Introduction: Mitochondrial uncoupling is a physiological process that has direct and indirect consequences on glucose homeostasis. Non-shivering thermogenesis in brown adipose tissue, which is the most well-recognized biological process related to the physiological uncoupling of mitochondria, is caused by uncoupling protein-1 (UCP1), which mediates a regulated permeabilization of the mitochondrial inner membrane to protons. Conclusion: The uncoupled brown fat mitochondria are specialized to produce heat by oxidizing large amounts of substrates, making brown fat a sink that can actively drain glucose from circulation.
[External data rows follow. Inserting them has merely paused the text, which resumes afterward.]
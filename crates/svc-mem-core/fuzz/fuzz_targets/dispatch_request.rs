#![no_main]

use libfuzzer_sys::fuzz_target;
use svc_mem_core::{
    dispatch, validate_bounds, Address, AbortControl, Command, IoBuffer, IoInfo, IoRequest,
    RomBank, SimulatedPlatform, Unit, DEFAULT_REGION_TABLE, SCRATCH_SIZE, SCRATCH_START,
};

fn word(data: &[u8], at: usize) -> u32 {
    let mut bytes = [0; 4];
    for (lane, byte) in bytes.iter_mut().zip(data.iter().skip(at)) {
        *lane = *byte;
    }
    u32::from_be_bytes(bytes)
}

fn buffer(addr: u32, len: u32, present: bool) -> IoBuffer {
    IoBuffer {
        addr: present.then_some(Address(addr)),
        len: len as i32,
    }
}

fuzz_target!(|data: &[u8]| {
    if data.len() < 24 {
        return;
    }

    let mut sim = SimulatedPlatform::new();
    sim.map(SCRATCH_START, SCRATCH_SIZE);
    sim.install_rom(RomBank::Bank1, &data[..64.min(data.len())]);
    sim.install_rom(RomBank::Bank2, data);
    let before = sim.abort_handler();

    let flags = data[2];
    let info = IoInfo {
        command: data[0] % 4,
        unit: data[1] % 10,
        options: u32::from(flags & 1),
        offset: word(data, 4) as i32,
        send: buffer(word(data, 8), word(data, 12) % 4096, flags & 2 == 0),
        recv: buffer(word(data, 16), word(data, 20) % 4096, flags & 4 == 0),
    };
    let mut request = IoRequest::new(info);
    dispatch(&mut sim, &DEFAULT_REGION_TABLE, &mut request);

    assert_eq!(sim.abort_handler(), before);
    assert!(request.error_code() <= 0);

    if request.error.is_some() {
        return;
    }
    let len = match Command::from_raw(info.command) {
        Some(Command::Read) => info.recv.len,
        Some(Command::Write) => info.send.len,
        Some(Command::Status) | None => return,
    };
    let region = Unit::from_raw(info.unit).and_then(|unit| DEFAULT_REGION_TABLE.lookup(unit));
    if let Some(region) = region {
        assert_eq!(
            validate_bounds(region.size_bytes, info.width(), info.offset, len),
            Ok(()),
            "accepted request must lie inside its region"
        );
    }
});
//! CLI entry point for the `svc-mem` host tool.
//!
//! Boots the driver against a simulated platform populated from image files
//! and issues one request per invocation.

use std::env;
use std::ffi::OsString;
use std::fs;
use std::path::{Path, PathBuf};

use svc_mem_core::{
    Address, Command as IoCommand, Device, DriverError, IoBuffer, IoInfo, Region, RegionBase,
    RomBank, SimulatedPlatform, SvcMemDriver, Unit, Width, WidthPolicy, CONFIG_RAM_SIZE,
    DEFAULT_REGION_TABLE, RAM_SIZE, RAM_START, SCRATCH_SIZE, SCRATCH_START, VIDEO_RAM_SIZE,
    VIDEO_RAM_START,
};
#[cfg(test)]
use tempfile as _;
use tracing::debug;
use tracing_subscriber::EnvFilter;

const USAGE_TEXT: &str = "\
Usage: svc-mem <command> [options]

Commands:
  read  <unit> [--offset N] [--len N] [--words]   Read elements and print a hex dump
  write <unit> --data HEX [--offset N] [--words]  Write bytes from HEX into the unit
  units                                           List units and their regions

Units:
  ram vram rom1 rom2 nvram ctrl-a ctrl-b ctrl-c

Image options:
  --ram <file>      Load general RAM from file
  --vram <file>     Load video RAM from file
  --rom1 <file>     Install ROM bank 1 from file
  --rom2 <file>     Install ROM bank 2 from file
  --nvram <file>    Load configuration RAM from file (one byte per slot)
  --abort <addr>    Make bus accesses at addr raise a data abort (repeatable)
  --no-rom2         Make the ROM bank 2 base query fail

Options:
  --offset <n>      Element offset into the unit (default 0)
  --len <n>         Elements to read (default 16)
  --words           Use 32-bit elements instead of bytes
  -v, --verbose     Log driver activity to stderr
  -h, --help        Show this help message

Numbers accept decimal or 0x-prefixed hex.

Examples:
  svc-mem read rom1 --rom1 bios.bin --len 64
  svc-mem read ctrl-b --words --len 4
  svc-mem write ram --data deadbeef --offset 0x100
";

const DEFAULT_READ_LEN: i32 = 16;
const DUMP_LINE_BYTES: usize = 16;

#[derive(Debug, PartialEq, Eq)]
enum Command {
    Read(ReadArgs),
    Write(WriteArgs),
    Units,
}

#[derive(Debug, Default, PartialEq, Eq)]
struct ImageArgs {
    ram: Option<PathBuf>,
    vram: Option<PathBuf>,
    rom1: Option<PathBuf>,
    rom2: Option<PathBuf>,
    nvram: Option<PathBuf>,
    aborts: Vec<Address>,
    no_rom2: bool,
    verbose: bool,
}

#[derive(Debug, PartialEq, Eq)]
struct ReadArgs {
    unit: Unit,
    offset: i32,
    len: i32,
    width: Width,
    image: ImageArgs,
}

#[derive(Debug, PartialEq, Eq)]
struct WriteArgs {
    unit: Unit,
    offset: i32,
    width: Width,
    data: Vec<u8>,
    image: ImageArgs,
}

#[derive(Debug)]
enum ParseResult {
    Command(Command),
    Help,
}

fn parse_args(mut args: impl Iterator<Item = OsString>) -> Result<ParseResult, String> {
    let first = args.next().ok_or_else(|| "missing command".to_string())?;

    if first == "--help" || first == "-h" {
        return Ok(ParseResult::Help);
    }

    let command_str = first.to_string_lossy().to_string();

    match command_str.as_str() {
        "read" => parse_read_args(args)
            .map(Command::Read)
            .map(ParseResult::Command),
        "write" => parse_write_args(args)
            .map(Command::Write)
            .map(ParseResult::Command),
        "units" => match args.next() {
            None => Ok(ParseResult::Command(Command::Units)),
            Some(arg) => Err(format!("unexpected argument: {}", arg.to_string_lossy())),
        },
        other => Err(format!("unknown command: {other}")),
    }
}

/// Options shared by `read` and `write`, collected in one pass.
#[derive(Debug, Default)]
struct RequestOptions {
    unit: Option<Unit>,
    offset: i32,
    len: Option<i32>,
    width: Width,
    data: Option<Vec<u8>>,
    image: ImageArgs,
}

#[allow(clippy::while_let_on_iterator)]
fn parse_request_options(
    mut args: impl Iterator<Item = OsString>,
) -> Result<RequestOptions, String> {
    let mut options = RequestOptions::default();

    while let Some(arg) = args.next() {
        let flag = arg.to_string_lossy().to_string();
        let mut value = |name: &str| {
            args.next()
                .map(|v| v.to_string_lossy().to_string())
                .ok_or_else(|| format!("missing value for {name}"))
        };

        match flag.as_str() {
            "--help" | "-h" => return Err(USAGE_TEXT.to_string()),
            "--verbose" | "-v" => options.image.verbose = true,
            "--words" => options.width = Width::Word,
            "--no-rom2" => options.image.no_rom2 = true,
            "--offset" => options.offset = parse_i32(&value("--offset")?)?,
            "--len" => options.len = Some(parse_i32(&value("--len")?)?),
            "--data" => options.data = Some(parse_hex(&value("--data")?)?),
            "--abort" => options.image.aborts.push(Address(parse_u32(&value("--abort")?)?)),
            "--ram" => options.image.ram = Some(PathBuf::from(value("--ram")?)),
            "--vram" => options.image.vram = Some(PathBuf::from(value("--vram")?)),
            "--rom1" => options.image.rom1 = Some(PathBuf::from(value("--rom1")?)),
            "--rom2" => options.image.rom2 = Some(PathBuf::from(value("--rom2")?)),
            "--nvram" => options.image.nvram = Some(PathBuf::from(value("--nvram")?)),
            other if other.starts_with('-') => return Err(format!("unknown option: {other}")),
            name => {
                if options.unit.is_some() {
                    return Err("multiple units provided".to_string());
                }
                let unit = Unit::from_name(name).ok_or_else(|| format!("unknown unit: {name}"))?;
                options.unit = Some(unit);
            }
        }
    }

    Ok(options)
}

fn parse_read_args(args: impl Iterator<Item = OsString>) -> Result<ReadArgs, String> {
    let options = parse_request_options(args)?;
    if options.data.is_some() {
        return Err("--data is only valid for write".to_string());
    }
    let unit = options.unit.ok_or_else(|| "missing unit".to_string())?;
    Ok(ReadArgs {
        unit,
        offset: options.offset,
        len: options.len.unwrap_or(DEFAULT_READ_LEN),
        width: options.width,
        image: options.image,
    })
}

fn parse_write_args(args: impl Iterator<Item = OsString>) -> Result<WriteArgs, String> {
    let options = parse_request_options(args)?;
    if options.len.is_some() {
        return Err("--len is only valid for read; write length comes from --data".to_string());
    }
    let unit = options.unit.ok_or_else(|| "missing unit".to_string())?;
    let data = options.data.ok_or_else(|| "missing --data".to_string())?;
    if options.width == Width::Word && data.len() % 4 != 0 {
        return Err("--data must be a whole number of words with --words".to_string());
    }
    Ok(WriteArgs {
        unit,
        offset: options.offset,
        width: options.width,
        data,
        image: options.image,
    })
}

fn parse_number(text: &str) -> Result<i64, String> {
    let (negative, digits) = text
        .strip_prefix('-')
        .map_or((false, text), |rest| (true, rest));
    let magnitude = match digits
        .strip_prefix("0x")
        .or_else(|| digits.strip_prefix("0X"))
    {
        Some(hex) => i64::from_str_radix(hex, 16),
        None => digits.parse::<i64>(),
    }
    .map_err(|_| format!("invalid number: {text}"))?;
    Ok(if negative { -magnitude } else { magnitude })
}

fn parse_i32(text: &str) -> Result<i32, String> {
    i32::try_from(parse_number(text)?).map_err(|_| format!("number out of range: {text}"))
}

fn parse_u32(text: &str) -> Result<u32, String> {
    u32::try_from(parse_number(text)?).map_err(|_| format!("number out of range: {text}"))
}

fn parse_hex(text: &str) -> Result<Vec<u8>, String> {
    let digits: String = text
        .strip_prefix("0x")
        .unwrap_or(text)
        .chars()
        .filter(|c| *c != '_' && !c.is_whitespace())
        .collect();
    if digits.is_empty() || digits.len() % 2 != 0 || !digits.is_ascii() {
        return Err(format!("hex data must be a non-empty even number of digits: {text}"));
    }
    (0..digits.len())
        .step_by(2)
        .map(|at| {
            u8::from_str_radix(&digits[at..at + 2], 16)
                .map_err(|_| format!("invalid hex data: {text}"))
        })
        .collect()
}

fn init_tracing(verbose: bool) {
    let filter = if verbose {
        EnvFilter::new("debug")
    } else {
        EnvFilter::try_from_default_env().unwrap_or_else(|_| EnvFilter::new("warn"))
    };
    tracing_subscriber::fmt()
        .with_env_filter(filter)
        .with_writer(std::io::stderr)
        .init();
}

fn read_image(path: &Path, limit: u32, what: &str) -> Result<Vec<u8>, String> {
    let bytes = fs::read(path)
        .map_err(|e| format!("failed to read {what} image {}: {e}", path.display()))?;
    if !u32::try_from(bytes.len()).is_ok_and(|len| len <= limit) {
        return Err(format!(
            "{what} image {} is {} bytes; the region holds {limit}",
            path.display(),
            bytes.len()
        ));
    }
    debug!(path = %path.display(), bytes = bytes.len(), what, "loaded image");
    Ok(bytes)
}

fn build_platform(image: &ImageArgs) -> Result<SimulatedPlatform, String> {
    let mut sim = SimulatedPlatform::stock();

    if let Some(path) = &image.ram {
        sim.load(RAM_START, &read_image(path, RAM_SIZE, "ram")?);
    }
    if let Some(path) = &image.vram {
        sim.load(VIDEO_RAM_START, &read_image(path, VIDEO_RAM_SIZE, "vram")?);
    }
    if let Some(path) = &image.rom1 {
        sim.install_rom(RomBank::Bank1, &read_image(path, u32::MAX, "rom1")?);
    }
    if let Some(path) = &image.rom2 {
        sim.install_rom(RomBank::Bank2, &read_image(path, u32::MAX, "rom2")?);
    }
    if let Some(path) = &image.nvram {
        sim.load_config_ram(&read_image(path, CONFIG_RAM_SIZE, "nvram")?);
    }
    for addr in &image.aborts {
        sim.inject_abort(*addr);
    }
    sim.fail_rom2_query(image.no_rom2);

    Ok(sim)
}

fn staged_bytes(len: i32, width: Width) -> Result<usize, String> {
    let bytes = u32::try_from(len)
        .ok()
        .and_then(|len| len.checked_mul(width.bytes()))
        .filter(|bytes| *bytes <= SCRATCH_SIZE)
        .ok_or_else(|| {
            format!("length {len} does not fit the {SCRATCH_SIZE}-byte staging buffer")
        })?;
    usize::try_from(bytes).map_err(|e| e.to_string())
}

fn report_driver_error(error: DriverError) -> i32 {
    eprintln!("error: {error} (code {})", error.code());
    1
}

fn run_read(args: &ReadArgs) -> Result<(), i32> {
    let staged = match staged_bytes(args.len, args.width) {
        Ok(bytes) => bytes,
        Err(error) => {
            eprintln!("error: {error}");
            return Err(1);
        }
    };
    let platform = build_platform(&args.image).map_err(|error| {
        eprintln!("error: {error}");
        1
    })?;

    let mut driver = SvcMemDriver::new(platform);
    driver.init();
    let info = IoInfo::new(IoCommand::Read, args.unit)
        .with_width(args.width)
        .with_offset(args.offset)
        .with_recv(IoBuffer::new(SCRATCH_START, args.len));
    let request = driver.do_io(info);
    request.result().map_err(report_driver_error)?;

    let bytes = driver.platform().peek_bytes(SCRATCH_START, staged);
    let base = i64::from(args.offset) * i64::from(args.width.bytes());
    for line in hex_dump(base, &bytes) {
        println!("{line}");
    }
    Ok(())
}

fn run_write(args: &WriteArgs) -> Result<(), i32> {
    let mut platform = build_platform(&args.image).map_err(|error| {
        eprintln!("error: {error}");
        1
    })?;
    let staged = u32::try_from(args.data.len())
        .ok()
        .filter(|len| *len <= SCRATCH_SIZE)
        .ok_or_else(|| {
            eprintln!("error: --data does not fit the {SCRATCH_SIZE}-byte staging buffer");
            1
        })?;
    platform.load(SCRATCH_START, &args.data);

    let mut driver = SvcMemDriver::new(platform);
    driver.init();
    let len = i32::try_from(staged / args.width.bytes()).map_err(|_| 1)?;
    let info = IoInfo::new(IoCommand::Write, args.unit)
        .with_width(args.width)
        .with_offset(args.offset)
        .with_send(IoBuffer::new(SCRATCH_START, len));
    let actual = driver.do_io(info).result().map_err(report_driver_error)?;

    println!(
        "wrote {actual} element(s) to {} at offset {}",
        args.unit.name(),
        args.offset
    );
    Ok(())
}

fn hex_dump(base: i64, bytes: &[u8]) -> Vec<String> {
    bytes
        .chunks(DUMP_LINE_BYTES)
        .zip((base..).step_by(DUMP_LINE_BYTES))
        .map(|(chunk, offset)| {
            let hex: Vec<String> = chunk.iter().map(|b| format!("{b:02x}")).collect();
            format!("{offset:08x}: {}", hex.join(" "))
        })
        .collect()
}

fn describe_region(region: &Region) -> String {
    let base = match region.base {
        RegionBase::Fixed(addr) => addr.to_string(),
        RegionBase::QueriedRomBank2 => "queried".to_string(),
    };
    let width = match region.width {
        WidthPolicy::Any => "byte/word",
        WidthPolicy::WordOnly => "word",
        WidthPolicy::ByteOnly => "byte",
    };
    let access = if region.writable { "rw" } else { "ro" };
    let probe = if region.fault_prone { " fault-tolerant" } else { "" };
    format!(
        "{:<7} {} {:<10} {:>8}  {:<9} {access}{probe}",
        region.unit.name(),
        region.unit.as_raw(),
        base,
        region.size_bytes,
        width
    )
}

fn run_units() {
    println!("{:<7} # {:<10} {:>8}  {:<9} access", "unit", "base", "bytes", "width");
    println!("{:<7} {} caller-supplied source and destination", Unit::NoUnit.name(), 0);
    for region in DEFAULT_REGION_TABLE.iter() {
        println!("{}", describe_region(region));
    }
}

fn main() {
    let exit_code = match parse_args(env::args_os().skip(1)) {
        Ok(ParseResult::Help) => {
            println!("{USAGE_TEXT}");
            0
        }
        Ok(ParseResult::Command(Command::Read(args))) => {
            init_tracing(args.image.verbose);
            match run_read(&args) {
                Ok(()) => 0,
                Err(code) => code,
            }
        }
        Ok(ParseResult::Command(Command::Write(args))) => {
            init_tracing(args.image.verbose);
            match run_write(&args) {
                Ok(()) => 0,
                Err(code) => code,
            }
        }
        Ok(ParseResult::Command(Command::Units)) => {
            run_units();
            0
        }
        Err(error) => {
            if error.starts_with("Usage:") {
                println!("{error}");
            } else {
                eprintln!("error: {error}");
                eprintln!("{USAGE_TEXT}");
            }
            1
        }
    };

    std::process::exit(exit_code);
}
This has been confirmed in human studies in which active brown fat was detected by glucose-derivative-based positron emission tomography scans. Thus, UCP1-mediated activation of brown fat appears to be a likely mechanism through which hyperglycemia could be ameliorated. In other tissues, mitochondria are reported to be mildly uncoupled by the UCP1-like proteins, UCP2 and UCP3. The primary role of these other UCPs does not appear to be the oxidation of a metabolic substrate (e.g., glucose) for heat production; instead, they participate in other processes, such as regulating the production of reactive oxygen species and transporting certain metabolites across the mitochondrial membrane. UCP2 activity influences glucose homeostasis by fine tuning intracellular events related to the cellular energy status, thereby controlling insulin secretion, food intake behavior and adiponectin secretion in pancreatic beta-cells, brain and white adipose tissue, respectively. UCP3 appears to be more specifically involved in promoting fatty acid oxidation in muscle, and is thus likely to influence glucose metabolism indirectly. Several genetic association studies have related polymorphisms in the genes encoding UCPs with obesity and/or type 2 diabetes phenotypes. In this review, we will focus on what is known about the specific role of mitochondrial uncoupling in glucose metabolism, and its implications in diabetes.